Here’s a narrative-style document that captures the story and learnings behind my Proxmox adventure with Windows 11 and Server 2025

Installing Windows 11 and Server 2025 on Proxmox: A Journey from Friction to Flow

An annotated tale of quirks, commands, and clean installs

Introduction

This wasn’t just a how-to. It was a discovery process—a technically nuanced journey to install Windows 11 and Windows Server 2025 cleanly and repeatably on Proxmox to be a headless machine. Along the way, I hit walls, found workarounds, and finally distilled a series of qm commands that work every time.

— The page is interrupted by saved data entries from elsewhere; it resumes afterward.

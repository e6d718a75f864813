use crate::scoring::FactorActivation;
use tasklens_core::config::{QualityConfig, ScoringConfig};
use tasklens_core::types::{ParsedQuery, QueryKind, ScoredTask};
use tracing::debug;

/// Classify a query by what it actually references. Classification ignores
/// sort-order activation on purpose: a factor that is only active because the
/// user sorts by it does not change the query's nature.
pub fn classify_query(parsed: &ParsedQuery) -> QueryKind {
    match (parsed.has_keywords(), parsed.has_property_filters()) {
        (true, true) => QueryKind::Mixed,
        (true, false) => QueryKind::KeywordsOnly,
        (false, true) => QueryKind::PropertiesOnly,
        (false, false) => QueryKind::Empty,
    }
}

/// Threshold computation outcome for one query.
#[derive(Debug, Clone, Copy, PartialEq)]
pub struct QualityThreshold {
    pub max_possible_score: f64,
    pub strength: f64,
    pub threshold: f64,
    /// Whether the relevance component participated in the maximum.
    pub relevance_counted: bool,
}

/// Compute the best final score any task could reach under the active
/// coefficients, then derive the quality threshold from it.
///
/// Relevance only counts toward the maximum when the query has keywords and
/// keyword matching is actually in effect: with an empty keyword set the
/// relevance component is identically zero even when the sort order keeps its
/// coefficient active, and a skipped keyword stage (vague/conversational
/// queries with property filters) must not inflate the bar past what any
/// surviving task can reach.
pub fn compute_threshold(
    parsed: &ParsedQuery,
    activation: FactorActivation,
    keyword_filtering: bool,
    scoring: &ScoringConfig,
    quality: &QualityConfig,
) -> QualityThreshold {
    let relevance_counted = activation.relevance && parsed.has_keywords() && keyword_filtering;
    let mut max_possible_score = 0.0;
    if relevance_counted {
        max_possible_score += (scoring.core_weight + scoring.all_weight) * scoring.relevance_weight;
    }
    if activation.due_date {
        max_possible_score += scoring.due_buckets.max_weight() * scoring.due_date_weight;
    }
    if activation.priority {
        max_possible_score += scoring.priority_buckets.max_weight() * scoring.priority_weight;
    }

    let strength = if quality.adaptive {
        adaptive_strength(quality.strength, parsed.keywords.len())
    } else {
        quality.strength
    };
    let threshold = strength * max_possible_score;
    debug!(max_possible_score, strength, threshold, "quality threshold");

    QualityThreshold {
        max_possible_score,
        strength,
        threshold,
        relevance_counted,
    }
}

/// Fewer keywords means exact matches are rarer, so the relative bar drops
/// proportionally. Monotone in the keyword count, capped at the base.
fn adaptive_strength(base: f64, keyword_count: usize) -> f64 {
    if keyword_count == 0 {
        return base;
    }
    base * (0.4 + 0.15 * keyword_count as f64).min(1.0)
}

/// Discard tasks below the dynamic threshold, then apply the optional
/// independent minimum-relevance cut.
///
/// The relevance cut is expressed as a fraction of the relevance component's
/// own theoretical maximum (`core_weight + all_weight`) and keeps an
/// urgent-but-irrelevant task from surviving purely on date/priority weight.
pub fn apply_quality_filter(
    scored: Vec<ScoredTask>,
    threshold: &QualityThreshold,
    scoring: &ScoringConfig,
    quality: &QualityConfig,
) -> Vec<ScoredTask> {
    let before = scored.len();
    let mut kept: Vec<ScoredTask> = scored
        .into_iter()
        .filter(|task| task.final_score >= threshold.threshold)
        .collect();

    if quality.min_relevance > 0.0 && threshold.relevance_counted {
        let relevance_floor = quality.min_relevance * (scoring.core_weight + scoring.all_weight);
        kept.retain(|task| task.relevance_score >= relevance_floor);
    }

    debug!(before, after = kept.len(), "quality filter");
    kept
}
use crate::types::PropertyKind;
use serde::{Deserialize, Serialize};
use std::collections::{BTreeMap, HashMap};
use std::sync::{Arc, RwLock};
use tracing::debug;

/// Terms attached to one canonical category: plain aliases, single-character
/// symbols, and per-language synonym lists.
#[derive(Debug, Clone, Default, PartialEq, Eq, Serialize, Deserialize)]
pub struct TermEntry {
    #[serde(default)]
    pub aliases: Vec<String>,
    #[serde(default)]
    pub symbols: Vec<String>,
    #[serde(default)]
    pub synonyms: BTreeMap<String, Vec<String>>,
}

/// User-authored term additions, layered over the built-in tables.
///
/// Editable at any time; callers must rebuild the registry synchronously
/// before the next parse (a stale merged table is a correctness bug).
#[derive(Debug, Clone, Default, PartialEq, Eq, Serialize, Deserialize)]
pub struct UserTermConfig {
    #[serde(default)]
    pub priority: BTreeMap<String, TermEntry>,
    #[serde(default)]
    pub status: BTreeMap<String, TermEntry>,
    #[serde(default)]
    pub due_date: BTreeMap<String, TermEntry>,
    #[serde(default)]
    pub time_context: BTreeMap<String, TermEntry>,
}

impl UserTermConfig {
    fn table(&self, kind: PropertyKind) -> &BTreeMap<String, TermEntry> {
        match kind {
            PropertyKind::Priority => &self.priority,
            PropertyKind::Status => &self.status,
            PropertyKind::DueDate => &self.due_date,
            PropertyKind::TimeContext => &self.time_context,
        }
    }
}

/// Merged lookup table for one property.
#[derive(Debug, Clone, Default)]
pub struct PropertyTable {
    entries: BTreeMap<String, TermEntry>,
    /// Lowercased raw token -> canonical key. Insertion precedence: canonical
    /// keys, then aliases and synonyms, then symbols; first insertion wins.
    lookup: HashMap<String, String>,
    /// Tokens usable by the natural-language scan, longest first. Symbols and
    /// single-letter ASCII aliases are excluded (too noisy in free text).
    scan_tokens: Vec<(String, String)>,
}

impl PropertyTable {
    fn build(builtin: &BTreeMap<String, TermEntry>, user: &BTreeMap<String, TermEntry>) -> Self {
        let mut entries = builtin.clone();
        let canonical_lower: Vec<String> = entries
            .keys()
            .chain(user.keys())
            .map(|k| k.to_lowercase())
            .collect();

        for (key, addition) in user {
            let merged = entries.entry(key.clone()).or_default();
            for alias in &addition.aliases {
                // A user alias never shadows a canonical category key.
                if canonical_lower.iter().any(|k| k == &alias.to_lowercase()) {
                    debug!(property_key = %key, alias = %alias, "skipping alias that shadows a category key");
                    continue;
                }
                if !merged.aliases.contains(alias) {
                    merged.aliases.push(alias.clone());
                }
            }
            for symbol in &addition.symbols {
                if !merged.symbols.contains(symbol) {
                    merged.symbols.push(symbol.clone());
                }
            }
            for (language, synonyms) in &addition.synonyms {
                let slot = merged.synonyms.entry(language.clone()).or_default();
                for synonym in synonyms {
                    if !slot.contains(synonym) {
                        slot.push(synonym.clone());
                    }
                }
            }
        }

        let mut lookup = HashMap::new();
        let mut insert = |token: &str, key: &str| {
            let token = token.trim().to_lowercase();
            if !token.is_empty() {
                lookup.entry(token).or_insert_with(|| key.to_string());
            }
        };
        for key in entries.keys() {
            insert(key, key);
        }
        for (key, entry) in &entries {
            for alias in &entry.aliases {
                insert(alias, key);
            }
            for synonyms in entry.synonyms.values() {
                for synonym in synonyms {
                    insert(synonym, key);
                }
            }
        }
        for (key, entry) in &entries {
            for symbol in &entry.symbols {
                insert(symbol, key);
            }
        }

        let mut scan_tokens: Vec<(String, String)> = lookup
            .iter()
            .filter(|(token, _)| {
                let single_ascii = token.chars().count() == 1 && token.is_ascii();
                let is_symbol = entries
                    .values()
                    .any(|entry| entry.symbols.iter().any(|s| s.to_lowercase() == **token));
                !single_ascii && !is_symbol
            })
            .map(|(token, key)| (token.clone(), key.clone()))
            .collect();
        scan_tokens.sort_by(|a, b| b.0.len().cmp(&a.0.len()).then_with(|| a.0.cmp(&b.0)));

        Self {
            entries,
            lookup,
            scan_tokens,
        }
    }

    /// Resolve one raw token to its canonical category key.
    ///
    /// Precedence: exact canonical key, then aliases/synonyms, then symbols.
    /// Case-insensitive; canonical keys resolve to themselves.
    pub fn resolve(&self, raw: &str) -> Option<&str> {
        self.lookup.get(&raw.trim().to_lowercase()).map(String::as_str)
    }

    pub fn entries(&self) -> &BTreeMap<String, TermEntry> {
        &self.entries
    }

    pub fn scan_tokens(&self) -> &[(String, String)] {
        &self.scan_tokens
    }
}

/// Immutable merged view of all property tables.
///
/// Every query captures one snapshot and parses against it for its entire
/// lifetime; registry rebuilds never mutate a published snapshot.
#[derive(Debug, Clone)]
pub struct TermSnapshot {
    version: u64,
    fingerprint: String,
    tables: BTreeMap<PropertyKind, PropertyTable>,
}

const ALL_PROPERTIES: [PropertyKind; 4] = [
    PropertyKind::Priority,
    PropertyKind::Status,
    PropertyKind::DueDate,
    PropertyKind::TimeContext,
];

impl TermSnapshot {
    fn build(user: &UserTermConfig, version: u64) -> Arc<Self> {
        let mut tables = BTreeMap::new();
        let mut hasher = blake3::Hasher::new();
        for kind in ALL_PROPERTIES {
            let table = PropertyTable::build(&builtin_table(kind), user.table(kind));
            hasher.update(kind.as_str().as_bytes());
            // entries is a BTreeMap, so the serialization is order-stable.
            if let Ok(serialized) = serde_json::to_vec(&table.entries) {
                hasher.update(&serialized);
            }
            tables.insert(kind, table);
        }
        Arc::new(Self {
            version,
            fingerprint: hasher.finalize().to_hex()[..16].to_string(),
            tables,
        })
    }

    /// Built-in tables only, no user layer.
    pub fn builtin() -> Arc<Self> {
        Self::build(&UserTermConfig::default(), 1)
    }

    pub fn version(&self) -> u64 {
        self.version
    }

    pub fn fingerprint(&self) -> &str {
        &self.fingerprint
    }

    pub fn table(&self, kind: PropertyKind) -> &PropertyTable {
        &self.tables[&kind]
    }

    pub fn resolve(&self, kind: PropertyKind, raw: &str) -> Option<&str> {
        self.table(kind).resolve(raw)
    }

    /// Resolve a list of raw tokens, deduplicated, original order preserved.
    /// Unresolvable tokens are skipped; the caller decides whether that is
    /// worth a diagnostic.
    pub fn resolve_many<S: AsRef<str>>(&self, kind: PropertyKind, values: &[S]) -> Vec<String> {
        let mut resolved = Vec::new();
        for value in values {
            if let Some(key) = self.resolve(kind, value.as_ref())
                && !resolved.iter().any(|existing| existing == key)
            {
                resolved.push(key.to_string());
            }
        }
        resolved
    }
}

/// Read-many/write-rare holder of the current merged snapshot.
///
/// `rebuild` constructs a complete replacement off to the side and swaps it
/// in one store, so an in-flight query never observes a half-updated table.
#[derive(Debug)]
pub struct TermRegistry {
    current: RwLock<Arc<TermSnapshot>>,
}

impl TermRegistry {
    pub fn new(user: &UserTermConfig) -> Self {
        Self {
            current: RwLock::new(TermSnapshot::build(user, 1)),
        }
    }

    /// The snapshot queries should capture. Cheap: clones an `Arc`.
    pub fn snapshot(&self) -> Arc<TermSnapshot> {
        self.current
            .read()
            .unwrap_or_else(|poisoned| poisoned.into_inner())
            .clone()
    }

    /// Rebuild the merged table from changed user configuration. Must be
    /// called synchronously before the next parse after any term edit.
    pub fn rebuild(&self, user: &UserTermConfig) {
        let next_version = self.snapshot().version() + 1;
        let next = TermSnapshot::build(user, next_version);
        debug!(
            version = next.version(),
            fingerprint = %next.fingerprint(),
            "term snapshot rebuilt"
        );
        let mut guard = self
            .current
            .write()
            .unwrap_or_else(|poisoned| poisoned.into_inner());
        *guard = next;
    }
}

impl Default for TermRegistry {
    fn default() -> Self {
        Self::new(&UserTermConfig::default())
    }
}

fn entry(aliases: &[&str], symbols: &[&str], synonyms: &[(&str, &[&str])]) -> TermEntry {
    TermEntry {
        aliases: aliases.iter().map(|s| s.to_string()).collect(),
        symbols: symbols.iter().map(|s| s.to_string()).collect(),
        synonyms: synonyms
            .iter()
            .map(|(language, words)| {
                (
                    language.to_string(),
                    words.iter().map(|s| s.to_string()).collect(),
                )
            })
            .collect(),
    }
}

fn builtin_table(kind: PropertyKind) -> BTreeMap<String, TermEntry> {
    match kind {
        PropertyKind::Priority => builtin_priority(),
        PropertyKind::Status => builtin_status(),
        PropertyKind::DueDate => builtin_due_date(),
        PropertyKind::TimeContext => builtin_time_context(),
    }
}

fn builtin_priority() -> BTreeMap<String, TermEntry> {
    BTreeMap::from([
        (
            "1".to_string(),
            entry(
                &["p1", "highest", "urgent", "critical"],
                &["🔺"],
                &[("zh", &["紧急", "最高"]), ("es", &["urgente"])],
            ),
        ),
        (
            "2".to_string(),
            entry(
                &["p2", "high", "important"],
                &["⏫"],
                &[("zh", &["高"]), ("es", &["alta"])],
            ),
        ),
        (
            "3".to_string(),
            entry(
                &["p3", "medium", "normal"],
                &["🔼"],
                &[("zh", &["中"]), ("es", &["media"])],
            ),
        ),
        (
            "4".to_string(),
            entry(
                &["p4", "low", "minor"],
                &["🔽", "⏬"],
                &[("zh", &["低"]), ("es", &["baja"])],
            ),
        ),
    ])
}

fn builtin_status() -> BTreeMap<String, TermEntry> {
    BTreeMap::from([
        (
            "open".to_string(),
            entry(
                &["todo", "o", "pending", "incomplete"],
                &[" "],
                &[("zh", &["待办"]), ("es", &["pendiente"])],
            ),
        ),
        (
            "in_progress".to_string(),
            entry(
                &["doing", "wip", "in-progress", "started", "active"],
                &["/"],
                &[("zh", &["进行中"]), ("es", &["en curso"])],
            ),
        ),
        (
            "completed".to_string(),
            entry(
                &["done", "complete", "finished", "closed"],
                &["x"],
                &[("zh", &["完成", "已完成"]), ("es", &["hecho"])],
            ),
        ),
        (
            "cancelled".to_string(),
            entry(
                &["canceled", "dropped", "abandoned"],
                &["-"],
                &[("zh", &["取消"]), ("es", &["cancelada"])],
            ),
        ),
    ])
}

fn builtin_due_date() -> BTreeMap<String, TermEntry> {
    BTreeMap::from([
        ("any".to_string(), entry(&["all", "scheduled"], &[], &[])),
        (
            "none".to_string(),
            entry(&["no-due", "undated", "unscheduled"], &[], &[]),
        ),
        (
            "overdue".to_string(),
            entry(&["late", "past-due", "expired"], &[], &[("zh", &["逾期", "过期"])]),
        ),
        ("today".to_string(), entry(&["tod"], &[], &[])),
        ("tomorrow".to_string(), entry(&["tom", "tmr"], &[], &[])),
        ("this_week".to_string(), entry(&["this-week", "week"], &[], &[])),
        ("next_week".to_string(), entry(&["next-week"], &[], &[])),
        ("this_month".to_string(), entry(&["this-month", "month"], &[], &[])),
        ("next_month".to_string(), entry(&["next-month"], &[], &[])),
        ("last_week".to_string(), entry(&["last-week"], &[], &[])),
        ("last_month".to_string(), entry(&["last-month"], &[], &[])),
        ("this_year".to_string(), entry(&["this-year"], &[], &[])),
    ])
}

fn builtin_time_context() -> BTreeMap<String, TermEntry> {
    BTreeMap::from([
        (
            "today".to_string(),
            entry(&["today", "tonight"], &[], &[("zh", &["今天"]), ("es", &["hoy"])]),
        ),
        (
            "tomorrow".to_string(),
            entry(&["tomorrow"], &[], &[("zh", &["明天"]), ("es", &["mañana"])]),
        ),
        (
            "this_week".to_string(),
            entry(
                &["this week"],
                &[],
                &[("zh", &["本周", "这周"]), ("es", &["esta semana"])],
            ),
        ),
        (
            "next_week".to_string(),
            entry(&["next week"], &[], &[("zh", &["下周"]), ("es", &["próxima semana"])]),
        ),
        (
            "this_month".to_string(),
            entry(&["this month"], &[], &[("zh", &["本月"]), ("es", &["este mes"])]),
        ),
        (
            "next_month".to_string(),
            entry(&["next month"], &[], &[("zh", &["下个月"])]),
        ),
        (
            "last_week".to_string(),
            entry(&["last week"], &[], &[("zh", &["上周"])]),
        ),
        (
            "last_month".to_string(),
            entry(&["last month"], &[], &[("zh", &["上个月"])]),
        ),
        (
            "this_year".to_string(),
            entry(&["this year"], &[], &[("zh", &["今年"])]),
        ),
    ])
}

Here’s my behind-the-scenes story, the blood, sweat and tears so to speak. That includes the 6.30am starts following the 11.30 pm finishes. Work, sleep, eat, repeat; about five days that felt like a month. The hardware was delivered on day 2.

  1. TPM and Secure Boot: Necessary, but Elusive

The Challenge

Windows 11 refuses to install without a TPM 2.0 module and Secure Boot—both of which are non-trivial in a virtual environment like Proxmox. Early attempts failed silently or gave obscure Windows error codes.

The Discovery

Eventually, I learned to change Proxmox settings instead of editing the install iso register:

–tpmstate0 local-lvm:1,size=4M,version=v2.0

–efidisk0 local-lvm:1,format=raw,efitype=4m,pre-enrolled-keys=1

This combination made Windows 11 happy. Secure Boot worked without needing to disable driver signing or patch the ISO register.

  1. VirtIO Drivers: The Invisible Disk Problem

The Linux Proxmox config Challenge

Both Windows 11 and Server 2025 saw no disks at install time. Without drivers, the installer had no idea how to handle VirtIO devices.

The Discovery - a Microsoft download

Attaching the VirtIO drivers ISO to a second CD-ROM solved this. But it took experimentation to figure out which driver folders to navigate during install (typically vioscsiw11amd64 or NetKVM for network).

I sourced the VirtIO drivers ISO from the official Fedora project hosting page:

https://fedorapeople.org/groups/virt/virtio-win/direct-downloads/latest-virtio-win.iso

This URL always points to the latest stable build of the VirtIO driver ISO, maintained by the Red Hat/Fedora community. It includes all required drivers for:

•   VirtIO SCSI/Block (for storage disks)
•   NetKVM (for networking)
•   QXL (for SPICE graphics if used)
•   Balloon and Guest Agent support

I mounted this ISO to ide2 in the Proxmox VM configuration to provide drivers during Windows setup:

Not having this or even knowing about it would be a real gotcha”: a project breaker.

Final Form:

qm set 110 –ide2 local:iso/virtio-win.iso,media=cdrom

  1. qm Trial and Error: The Ultimate Sandbox

The Challenge

Proxmox’s qm tool is powerful but unforgiving. Missteps in config would lead to:

•   Hanging installs
•   Unbootable VMs
•   Broken UEFI configs
•   “Missing boot device” screens

The Process

I created multiple VMs, deleted them, tried again—often tweaking one line at a time. Key learnings:

•   --machine q35 is a must.
•   --bios ovmf is needed for UEFI.
•   Without --scsihw virtio-scsi-pci, disks don’t behave properly.
•   The order of --boot order=virtio0 matters.

  1. Post-Install Nuances

The Challenge

Even after a successful install, things weren’t perfect.

The Fixes

•   QEMU Guest Agent: Needed for graceful shutdowns and clipboard.
•   ISO Detachment: Prevented Windows from booting into installer again. This is a major very simple problem. Just eject it! And di not select auto boot after install so you have a chance to do the ejection.
•   VirtIO Network Drivers: Manual install post-Windows setup.

Key Commands:

qm set 110 –agent enabled=1

qm set 110 –ide2 none

  1. What Didn’t Matter (But Seemed Like It Might)

False Leads

•   --ostype: win10 works fine even for Windows 11 and Server 2025.
•   numa, balloon: Not critical for initial setup.
•   Complex UEFI options: Defaults are good enough if you’re not doing GPU passthrough or nested virtualization.

Conclusion

What continued as a frustrating, opaque process eventually became a clean, repeatable installation blueprint. The real lesson? These setups are less about documentation and more about exploration. Once you know the map, the journey takes minutes. Until then, it feels like crossing a minefield in the dark.

Now the field is cleared—and I’ve left the flags up for the next traveler.